Congrats to the VC++ 2005 team for a write-up like this!

"The truth is that this new development in C++ seriously undermines the justification for C# as a language. C++ programmers yet to learn C# simply don't need to now. What's the point? They will find the full productivity of Visual Studio 2005 right there at their fingertips supporting the language they know and love.
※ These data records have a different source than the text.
//! Request types for the payroll API.
//!
//! Query strings and JSON bodies deserialize into the loose `*Query` types
//! below, with every field optional. Each type validates itself into the
//! parameters a handler works with, reporting missing or unusable values as
//! [`EngineError`]s.

use chrono::NaiveDate;
use serde::{Deserialize, Serialize};

use crate::config::PayrollPolicy;
use crate::error::{EngineError, EngineResult};
use crate::store::{EmployeeFilter, PageRequest};

/// Parameters of a payroll report, from the query string or a JSON body.
#[derive(Debug, Clone, Default, PartialEq, Eq, Serialize, Deserialize)]
pub struct ReportQuery {
    /// First date of the period (inclusive).
    #[serde(default, alias = "fromDate")]
    pub from_date: Option<NaiveDate>,
    /// Last date of the period (inclusive).
    #[serde(default, alias = "toDate")]
    pub to_date: Option<NaiveDate>,
    /// Office id filter.
    #[serde(default)]
    pub office: Option<String>,
    /// Position id filter.
    #[serde(default)]
    pub position: Option<String>,
    /// Page number, 1-based.
    #[serde(default)]
    pub page: Option<u32>,
    /// Rows per page.
    #[serde(default)]
    pub limit: Option<u32>,
}

/// Validated report parameters.
#[derive(Debug, Clone, PartialEq, Eq)]
pub struct ReportParams {
    /// First date of the period.
    pub from: NaiveDate,
    /// Last date of the period.
    pub to: NaiveDate,
    /// Office and position restrictions.
    pub filter: EmployeeFilter,
    /// The page to return.
    pub page: PageRequest,
}

impl ReportQuery {
    /// Fills any field missing here from `fallback`.
    pub fn merged_over(self, fallback: ReportQuery) -> ReportQuery {
        ReportQuery {
            from_date: self.from_date.or(fallback.from_date),
            to_date: self.to_date.or(fallback.to_date),
            office: non_empty(self.office).or(non_empty(fallback.office)),
            position: non_empty(self.position).or(non_empty(fallback.position)),
            page: self.page.or(fallback.page),
            limit: self.limit.or(fallback.limit),
        }
    }

    /// Checks the query against the policy's paging limits.
    pub fn validate(self, policy: &PayrollPolicy) -> EngineResult<ReportParams> {
        let (from, to) = date_range(self.from_date, self.to_date)?;

        let page = self.page.unwrap_or(1);
        if page == 0 {
            return Err(invalid_parameter("page", "must be at least 1"));
        }
        let limit = self.limit.unwrap_or(policy.default_page_size);
        if limit == 0 || limit > policy.max_page_size {
            return Err(invalid_parameter(
                "limit",
                &format!("must be between 1 and {}", policy.max_page_size),
            ));
        }

        Ok(ReportParams {
            from,
            to,
            filter: EmployeeFilter {
                office_id: non_empty(self.office),
                position_id: non_empty(self.position),
            },
            page: PageRequest { page, limit },
        })
    }
}

/// Query of the per-employee breakdown.
#[derive(Debug, Clone, Default, PartialEq, Eq, Serialize, Deserialize)]
pub struct EmployeeDetailsQuery {
    /// First date of the period (inclusive).
    #[serde(default, alias = "fromDate")]
    pub from_date: Option<NaiveDate>,
    /// Last date of the period (inclusive).
    #[serde(default, alias = "toDate")]
    pub to_date: Option<NaiveDate>,
}

impl EmployeeDetailsQuery {
    /// Returns the validated `(from, to)` range.
    pub fn validate(self) -> EngineResult<(NaiveDate, NaiveDate)> {
        date_range(self.from_date, self.to_date)
    }
}

/// A year and month, as used by the month-scoped endpoints.
#[derive(Debug, Clone, Default, PartialEq, Eq, Serialize, Deserialize)]
pub struct MonthQuery {
    /// Calendar year.
    #[serde(default)]
    pub year: Option<i32>,
    /// Month number (1-12).
    #[serde(default)]
    pub month: Option<u32>,
}

impl MonthQuery {
    /// Returns the validated `(year, month)`.
    pub fn validate(self) -> EngineResult<(i32, u32)> {
        match (self.year, self.month) {
            (Some(year), Some(month)) => Ok((year, validate_month(year, month)?)),
            _ => Err(EngineError::MissingParameter {
                message: "year and month are required".to_string(),
            }),
        }
    }
}

/// Query of the pending-days endpoint.
#[derive(Debug, Clone, Default, PartialEq, Eq, Serialize, Deserialize)]
pub struct PendingDaysQuery {
    /// The employee to check.
    #[serde(default, alias = "employeeId")]
    pub employee_id: Option<String>,
    /// Calendar year.
    #[serde(default)]
    pub year: Option<i32>,
    /// Month number (1-12).
    #[serde(default)]
    pub month: Option<u32>,
}

impl PendingDaysQuery {
    /// Returns the validated `(employee_id, year, month)`.
    pub fn validate(self) -> EngineResult<(String, i32, u32)> {
        match (non_empty(self.employee_id), self.year, self.month) {
            (Some(employee_id), Some(year), Some(month)) => {
                Ok((employee_id, year, validate_month(year, month)?))
            }
            _ => Err(EngineError::MissingParameter {
                message: "employee_id, year and month are required".to_string(),
            }),
        }
    }
}

fn date_range(
    from: Option<NaiveDate>,
    to: Option<NaiveDate>,
) -> EngineResult<(NaiveDate, NaiveDate)> {
    let (Some(from), Some(to)) = (from, to) else {
        return Err(EngineError::MissingParameter {
            message: "From date and to date are required".to_string(),
        });
    };
    if from > to {
        return Err(EngineError::InvalidPeriod {
            message: format!("from_date {} is after to_date {}", from, to),
        });
    }
    Ok((from, to))
}

fn validate_month(year: i32, month: u32) -> EngineResult<u32> {
    if NaiveDate::from_ymd_opt(year, month, 1).is_none() {
        return Err(invalid_parameter(
            "month",
            &format!("{}-{} is not a valid month", year, month),
        ));
    }
    Ok(month)
}

fn non_empty(value: Option<String>) -> Option<String> {
    value.filter(|v| !v.trim().is_empty())
}

fn invalid_parameter(name: &str, message: &str) -> EngineError {
    EngineError::InvalidParameter {
        name: name.to_string(),
        message: message.to_string(),
    }
}

#[cfg(test)]
mod tests {
    use super::*;

    fn date(day: u32) -> NaiveDate {
        NaiveDate::from_ymd_opt(2026, 3, day).unwrap()
    }

    fn march() -> ReportQuery {
        ReportQuery {
            from_date: Some(date(1)),
            to_date: Some(date(31)),
            ..ReportQuery::default()
        }
    }

    #[test]
    fn test_deserialize_report_query_with_aliases() {
        let json = r#"{"fromDate": "2026-03-01", "toDate": "2026-03-31", "page": 2}"#;
        let query: ReportQuery = serde_json::from_str(json).unwrap();
        assert_eq!(query.from_date, Some(date(1)));
        assert_eq!(query.to_date, Some(date(31)));
        assert_eq!(query.page, Some(2));
        assert!(query.limit.is_none());
    }

    #[test]
    fn test_report_defaults_from_policy() {
        let params = march().validate(&PayrollPolicy::default()).unwrap();
        assert_eq!(params.page, PageRequest { page: 1, limit: 10 });
        assert_eq!(params.filter, EmployeeFilter::default());
    }

    #[test]
    fn test_missing_dates_rejected() {
        let query = ReportQuery {
            from_date: Some(date(1)),
            ..ReportQuery::default()
        };
        match query.validate(&PayrollPolicy::default()) {
            Err(EngineError::MissingParameter { message }) => {
                assert_eq!(message, "From date and to date are required");
            }
            other => panic!("Expected MissingParameter, got {:?}", other),
        }
    }

    #[test]
    fn test_reversed_range_rejected() {
        let query = ReportQuery {
            from_date: Some(date(31)),
            to_date: Some(date(1)),
            ..ReportQuery::default()
        };
        assert!(matches!(
            query.validate(&PayrollPolicy::default()),
            Err(EngineError::InvalidPeriod { .. })
        ));
    }

    #[test]
    fn test_paging_bounds() {
        let policy = PayrollPolicy::default();

        let zero_page = ReportQuery {
            page: Some(0),
            ..march()
        };
        assert!(matches!(
            zero_page.validate(&policy),
            Err(EngineError::InvalidParameter { name, .. }) if name == "page"
        ));

        let huge_limit = ReportQuery {
            limit: Some(policy.max_page_size + 1),
            ..march()
        };
        assert!(matches!(
            huge_limit.validate(&policy),
            Err(EngineError::InvalidParameter { name, .. }) if name == "limit"
        ));
    }

    #[test]
    fn test_query_wins_over_body() {
        let query = ReportQuery {
            office: Some("OFF-BLR".to_string()),
            page: Some(2),
            ..ReportQuery::default()
        };
        let body = ReportQuery {
            office: Some("OFF-PNQ".to_string()),
            position: Some("POS-DEV".to_string()),
            page: Some(5),
            ..march()
        };

        let merged = query.merged_over(body);
        assert_eq!(merged.from_date, Some(date(1)));
        assert_eq!(merged.office.as_deref(), Some("OFF-BLR"));
        assert_eq!(merged.position.as_deref(), Some("POS-DEV"));
        assert_eq!(merged.page, Some(2));
    }

    #[test]
    fn test_blank_filters_ignored() {
        let query = ReportQuery {
            office: Some(String::new()),
            position: Some("  ".to_string()),
            ..march()
        };
        let params = query.validate(&PayrollPolicy::default()).unwrap();
        assert_eq!(params.filter, EmployeeFilter::default());
    }

    #[test]
    fn test_month_query() {
        let ok = MonthQuery {
            year: Some(2026),
            month: Some(3),
        };
        assert_eq!(ok.validate().unwrap(), (2026, 3));

        let bad = MonthQuery {
            year: Some(2026),
            month: Some(13),
        };
        assert!(matches!(
            bad.validate(),
            Err(EngineError::InvalidParameter { .. })
        ));

        let missing = MonthQuery {
            year: None,
            month: Some(3),
        };
        assert!(matches!(
            missing.validate(),
            Err(EngineError::MissingParameter { .. })
        ));
    }

    #[test]
    fn test_pending_days_query_requires_employee() {
        let query = PendingDaysQuery {
            employee_id: Some(String::new()),
            year: Some(2026),
            month: Some(3),
        };
        assert!(matches!(
            query.validate(),
            Err(EngineError::MissingParameter { .. })
        ));
    }
}
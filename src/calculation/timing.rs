//! Timing resolution.
//!
//! Picks the duty timing an employee is classified against: their own
//! override first, then the timing configured for their office and
//! position, then the policy default.

use crate::models::{Employee, OfficePositionTiming, TimingConfig};

/// Resolves the timing for an employee.
///
/// An office/position entry may set only one of its fields; the other falls
/// back to the default on its own.
///
/// # Examples
///
/// ```
/// use attendance_payroll::calculation::resolve_timing;
/// use attendance_payroll::models::{Employee, OfficePositionTiming, TimingConfig};
/// use chrono::NaiveTime;
/// use rust_decimal::Decimal;
///
/// let employee = Employee {
///     id: "EMP001".to_string(),
///     name: "Asha Rao".to_string(),
///     email: None,
///     office_id: Some("OFF1".to_string()),
///     position_id: Some("POS1".to_string()),
///     monthly_salary: Decimal::from(30000),
///     joining_date: None,
///     timing: None,
/// };
/// let entry = OfficePositionTiming {
///     office_id: "OFF1".to_string(),
///     position_id: "POS1".to_string(),
///     reporting_time: NaiveTime::from_hms_opt(10, 0, 0),
///     duty_hours: None,
/// };
///
/// let timing = resolve_timing(&employee, Some(&entry), TimingConfig::default());
/// assert_eq!(timing.reporting_time, NaiveTime::from_hms_opt(10, 0, 0).unwrap());
/// assert_eq!(timing.duty_hours, Decimal::from(8));
/// ```
pub fn resolve_timing(
    employee: &Employee,
    office_position: Option<&OfficePositionTiming>,
    default: TimingConfig,
) -> TimingConfig {
    if let Some(timing) = employee.timing {
        return timing;
    }

    match (employee.placement(), office_position) {
        (Some(_), Some(entry)) => TimingConfig {
            duty_hours: entry.duty_hours.unwrap_or(default.duty_hours),
            reporting_time: entry.reporting_time.unwrap_or(default.reporting_time),
        },
        _ => default,
    }
}
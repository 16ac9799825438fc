//! Attendance metrics aggregation.
//!
//! Classifies every record of a period in date order, tallies the statuses
//! and scans the ordered statuses for excess leave.

use serde::{Deserialize, Serialize};

use crate::config::PayrollPolicy;
use crate::models::{AttendanceRecord, AttendanceTally, AuditStep, DailyStatus, TimingConfig};

use super::daily_status::{DailyClassification, classify_attendance};
use super::excess_leave::{ExcessLeaveDetection, detect_excess_leave};

/// Classified days and tallies for one employee over a period.
#[derive(Debug, Clone, PartialEq, Eq, Serialize, Deserialize)]
pub struct AttendanceMetrics {
    /// Counts per status, plus excess leave days.
    pub tally: AttendanceTally,
    /// One classification per record, in date order.
    pub days: Vec<DailyClassification>,
    /// The excess leave scan over `days`.
    pub excess_leave: ExcessLeaveDetection,
}

impl AttendanceMetrics {
    /// All audit steps in order: one per day, then the excess leave scan.
    pub fn audit_steps(&self) -> Vec<AuditStep> {
        self.days
            .iter()
            .map(|d| d.audit_step.clone())
            .chain(std::iter::once(self.excess_leave.audit_step.clone()))
            .collect()
    }

    /// The step number following the last step recorded here.
    pub fn next_step(&self) -> u32 {
        self.excess_leave.audit_step.step_number + 1
    }
}

/// Classifies a period of attendance and tallies the result.
///
/// Records are sorted by date before classification. Every record lands in
/// exactly one of present, late, half day or absent; late days are counted in
/// `present_days` as well as `late_days`.
///
/// # Arguments
///
/// * `records` - The employee's attendance records for the period, any order
/// * `timing` - The employee's resolved duty timing
/// * `policy` - Late threshold and absence grace period
/// * `first_step` - The step number of the first audit step produced
///
/// # Examples
///
/// ```
/// use attendance_payroll::calculation::calculate_attendance_metrics;
/// use attendance_payroll::config::PayrollPolicy;
/// use attendance_payroll::models::{AttendanceRecord, TimingConfig};
/// use chrono::{NaiveDate, NaiveTime};
///
/// let records: Vec<AttendanceRecord> = (2..=4)
///     .map(|day| AttendanceRecord {
///         employee_id: "EMP001".to_string(),
///         date: NaiveDate::from_ymd_opt(2026, 3, day).unwrap(),
///         punch_in: NaiveTime::from_hms_opt(9, 0, 0),
///         punch_out: NaiveTime::from_hms_opt(17, 0, 0),
///     })
///     .collect();
///
/// let metrics = calculate_attendance_metrics(
///     &records,
///     &TimingConfig::default(),
///     &PayrollPolicy::default(),
///     1,
/// );
/// assert_eq!(metrics.tally.present_days, 3);
/// assert_eq!(metrics.tally.absent_days, 0);
/// ```
pub fn calculate_attendance_metrics(
    records: &[AttendanceRecord],
    timing: &TimingConfig,
    policy: &PayrollPolicy,
    first_step: u32,
) -> AttendanceMetrics {
    let mut sorted: Vec<&AttendanceRecord> = records.iter().collect();
    sorted.sort_by_key(|r| r.date);

    let days: Vec<DailyClassification> = sorted
        .into_iter()
        .zip(first_step..)
        .map(|(record, step)| {
            classify_attendance(record, timing, policy.late_threshold_minutes, step)
        })
        .collect();

    let mut tally = AttendanceTally::default();
    for day in &days {
        if day.status.counts_as_present() {
            tally.present_days += 1;
        }
        match day.status {
            DailyStatus::Present => {}
            DailyStatus::Late => tally.late_days += 1,
            DailyStatus::HalfDay => tally.half_days += 1,
            DailyStatus::Absent => tally.absent_days += 1,
        }
    }

    let statuses: Vec<DailyStatus> = days.iter().map(|d| d.status).collect();
    let excess_leave = detect_excess_leave(
        &statuses,
        policy.absence_grace_days,
        first_step + days.len() as u32,
    );
    tally.excess_leave_days = excess_leave.excess_leave_days;

    AttendanceMetrics {
        tally,
        days,
        excess_leave,
    }
}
Why should they move to something that is slower and less feature rich?"

He goes on with choice words about those of us that use C# as either "poor folk who have already invested time in it," "Java types moving to .NET and smart enough to avoid J#" or "dev-celebs and style gurus will realize that it’s in their interest to keep pushing the C# fashion wagon." I don't know which camp I fall into, but I love the phrase "dev-celeb!" : )

I remember being in a conference room many years ago with about 10 members of the VC++ team on one side of the table and me on the other with them drilling me for about an hour on what would it take for me to love C++ and give up C#. I asked for the power and performance of C++ and the simplicity of C#. According to The Grumpy Programmer, they've not only delivered on this promise, but

"the painful, balls-on-the-table truth is that C# has lost its point."

Luckily, no one asked me to put any of my body parts on the conference table that day, but you gotta love a guy that can turn a phrase like that. : )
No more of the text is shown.